For building lifelong memories, there’s nothing like a children’s museum. Even better? A family getaway centered on the Edwardsville Children’s Museum. Yeah, it’s that good.

Watching your child’s face light up with wonder and delight is hands-down one of the best parts of being a parent. That’s why a trip to a great children’s museum ranks high on the list of memory-making activities to do while your child is young. All the better when you can make a museum visit the centerpiece of a family vacation, says Kristen Fries, Executive Director at the Edwardsville Children’s Museum.

The Edwardsville Children’s Museum is a must-visit destination for Chicago families looking to escape the city and head to southwest Illinois for a day or two.

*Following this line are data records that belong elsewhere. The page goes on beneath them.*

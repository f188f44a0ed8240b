// SPDX-License-Identifier: AGPL-3.0-or-later
// AxonDB - Vector Storage Substrate
// Copyright (C) 2026 Sushanth Reddy Vanagala (https://github.com/sushanthpy)
//
// This program is free software: you can redistribute it and/or modify
// it under the terms of the GNU Affero General Public License as published by
// the Free Software Foundation, either version 3 of the License, or
// (at your option) any later version.
//
// This program is distributed in the hope that it will be useful,
// but WITHOUT ANY WARRANTY; without even the implied warranty of
// MERCHANTABILITY or FITNESS FOR A PARTICULAR PURPOSE. See the
// GNU Affero General Public License for more details.
//
// You should have received a copy of the GNU Affero General Public License
// along with this program. If not, see <https://www.gnu.org/licenses/>.

//! Bit-level Hamming distance: population count of XOR across 32-bit words.
//! Defined only over byte-equal-length spans whose length is word-aligned
//! (vector strides are 64-byte multiples, so stored vectors always qualify).

use crate::error::Result;
use crate::kernels::elements_of;
use crate::registry::{OperatorEntity, OperatorRegistry};
use crate::types::{DataType, MetricType, SimdLevel};

/// Scalar reference kernel over 32-bit words.
pub fn hamming_distance_scalar(a: &[u8], b: &[u8]) -> f32 {
    let pa = elements_of::<u32>(a);
    let pb = elements_of::<u32>(b);
    let mut count = 0u64;
    for (x, y) in pa.iter().zip(pb.iter()) {
        count += (x ^ y).count_ones() as u64;
    }
    count as f32
}

/// AVX2 kernel: 32-byte XOR blocks popcounted with the nibble-LUT shuffle,
/// lane sums folded through `psadbw`.
#[cfg(target_arch = "x86_64")]
pub fn hamming_distance_avx2(a: &[u8], b: &[u8]) -> f32 {
    #[target_feature(enable = "avx2")]
    unsafe fn inner(a: &[u8], b: &[u8]) -> f32 {
        use std::arch::x86_64::*;

        let n = a.len();
        let chunks = n / 32;
        let lookup = _mm256_setr_epi8(
            0, 1, 1, 2, 1, 2, 2, 3, 1, 2, 2, 3, 2, 3, 3, 4, 0, 1, 1, 2, 1, 2, 2, 3, 1, 2, 2, 3,
            2, 3, 3, 4,
        );
        let low_mask = _mm256_set1_epi8(0x0f);
        let mut acc = _mm256_setzero_si256();
        for i in 0..chunks {
            let va = _mm256_loadu_si256(a.as_ptr().add(i * 32) as *const __m256i);
            let vb = _mm256_loadu_si256(b.as_ptr().add(i * 32) as *const __m256i);
            let x = _mm256_xor_si256(va, vb);
            let lo = _mm256_and_si256(x, low_mask);
            let hi = _mm256_and_si256(_mm256_srli_epi16(x, 4), low_mask);
            let cnt = _mm256_add_epi8(
                _mm256_shuffle_epi8(lookup, lo),
                _mm256_shuffle_epi8(lookup, hi),
            );
            acc = _mm256_add_epi64(acc, _mm256_sad_epu8(cnt, _mm256_setzero_si256()));
        }
        let mut lanes = [0u64; 4];
        _mm256_storeu_si256(lanes.as_mut_ptr() as *mut __m256i, acc);
        let mut count: u64 = lanes.iter().sum();

        let pa = crate::kernels::elements_of::<u32>(a);
        let pb = crate::kernels::elements_of::<u32>(b);
        for i in (chunks * 8)..pa.len() {
            count += (pa[i] ^ pb[i]).count_ones() as u64;
        }
        count as f32
    }

    if is_x86_feature_detected!("avx2") {
        unsafe { inner(a, b) }
    } else {
        hamming_distance_scalar(a, b)
    }
}

pub fn register_hamming_operators(r: &mut OperatorRegistry) -> Result<()> {
    r.register_operator(
        OperatorEntity {
            supports: true,
            metric: MetricType::Hamming,
            data_type: DataType::U8,
            simd_level: SimdLevel::None,
            distance: Some(hamming_distance_scalar),
            ..Default::default()
        },
        false,
    )?;

    #[cfg(target_arch = "x86_64")]
    {
        if crate::types::cpu_features().avx2 {
            r.register_operator(
                OperatorEntity {
                    supports: true,
                    metric: MetricType::Hamming,
                    data_type: DataType::U8,
                    simd_level: SimdLevel::Avx2,
                    distance: Some(hamming_distance_avx2),
                    ..Default::default()
                },
                false,
            )?;
        }
    }

    Ok(())
}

A fellow Chicago parent with a growing family, Fries moved back to her hometown of Edwardsville when her older child was 4. She was thrilled to learn about its museum. “I thought the Edwardsville Children’s Museum was so cute because it’s all housed in a historic building, the original schoolhouse that dates back to the late 1800s,” she says. “The focus of the museum was on early childhood education — and it remains that way now. It’s a big part of our story.”

At the Edwardsville Children’s Museum, located in one of southwest Illinois’ most historic areas, kids can immerse themselves in unique pretend play experiences, inside and out.

In the last five years, the entire museum has been reimagined, thanks in part to local community partnerships. “Every exhibit in our space has been redesigned, added to and enhanced. In 2020, we added an outdoor discovery garden, which is a wonderful exhibit space,” Fries says. “Summer and fall are especially great times to visit to enjoy outdoor activities.”

More recently, the outdoor space welcomed a sensory garden. Every plant was carefully selected to highlight the five senses. “Caregivers can pick up a card and play the challenge game with their children. They might look for a big fuzzy leaf or a spikey ball or a plant that legitimately smells like buttered popcorn,” Fries describes.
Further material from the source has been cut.